All’interno del famoso e contrastato PNR rientreranno sia le date che l’itinerario del viaggio aereo, la data della partenza, la destinazione prescelta, le modalità di pagamento per il biglietto, i numeri di contatto personali, le varie note sui bagagli.

I dati dovranno essere necessariamente raccolti nei casi di voli extra UE, mentre per quanto concerne il traffico aereo interno all’UE, il registro potrà essere istituito su base volontaria. La registrazione dei passeggeri servirà soprattutto per monitorare i movimenti di sospetti terroristi che si spostino al di fuori dell’area dell’Unione Europea per diventare affiliati delle organizzazione terroristiche.

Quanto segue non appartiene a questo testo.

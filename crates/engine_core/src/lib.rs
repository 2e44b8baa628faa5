//! Core types shared by the Squad Rush simulation crates.
//!
//! This crate provides the foundational pieces every system builds on:
//! - Health and lifecycle (alive → dying → inactive)
//! - Tick-driven countdowns and cooldowns
//! - Frame timing with a clamped step
//! - Playfield geometry

pub mod components;
pub mod geometry;
pub mod time;

pub use components::*;
pub use geometry::*;
pub use time::*;

// Re-export commonly used types
pub use glam::Vec2;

I dati, una volta raccolti all’interno del grande database, verranno inviati dalle compagnie aeree alle autorità dello Stato, le quali, però, non potranno avere accesso arbitrario e diretto al database. I dati vengono inviati ad un Centro creato ad hoc, diversificato per ogni Stato. Ogni Stato membro, poi, dovrà occuparsi di indicare quali siano le autorità competenti alle quali potranno essere inviati i dati.

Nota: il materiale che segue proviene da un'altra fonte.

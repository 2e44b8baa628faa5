//! Error types for the simulation crate.

use thiserror::Error;

/// Everything that can be rejected while setting up or feeding a run.
///
/// The tick itself has no failure path; these errors are raised at the
/// boundaries (name lookups, balance/settings validation, RON parsing).
#[derive(Debug, Error)]
pub enum SimError {
    #[error("unknown {category} type `{name}`")]
    UnknownKind { category: &'static str, name: String },

    #[error("invalid balance table: {0}")]
    InvalidBalance(String),

    #[error("invalid run settings: {0}")]
    InvalidSettings(String),

    #[error("could not parse {what}: {source}")]
    Parse {
        what: &'static str,
        #[source]
        source: ron::error::SpannedError,
    },
}

impl SimError {
    pub(crate) fn unknown(category: &'static str, name: &str) -> Self {
        SimError::UnknownKind {
            category,
            name: name.to_string(),
        }
    }
}

/// Look up `name` (case-insensitive) in a kind table.
pub(crate) fn parse_kind<T: Copy>(
    category: &'static str,
    name: &str,
    table: &[(&'static str, T)],
) -> Result<T, SimError> {
    let wanted = name.trim();
    table
        .iter()
        .find(|(n, _)| n.eq_ignore_ascii_case(wanted))
        .map(|(_, k)| *k)
        .ok_or_else(|| {
            log::warn!("rejected unknown {} type {:?}", category, name);
            SimError::unknown(category, name)
        })
}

Gli Stati membri possono condividere i dati per perseguire reati gravi come quelli del terrorismo, ma anche come quelli relativi al traffico di droga, di esseri umani, o alla pedo-pornografia.

In nessun caso gli Stati potranno trattare i dati rivelando l’appartenenza etnica, religiosa, politica o simile dei passeggeri. Il Centro di raccolta delle informazioni deve nominare un responsabile che è incarico di tutelare i dati, e di garantire privacy e sicurezza per i titolari, evitando che si faccia un uso non consono dei dati stessi.
Il garante europeo della privacy, Buttarelli, si è già schierato contro la direttiva, indicandola come estremamente costosa e parlandone a riguardo come di “un infortunio legislativo”.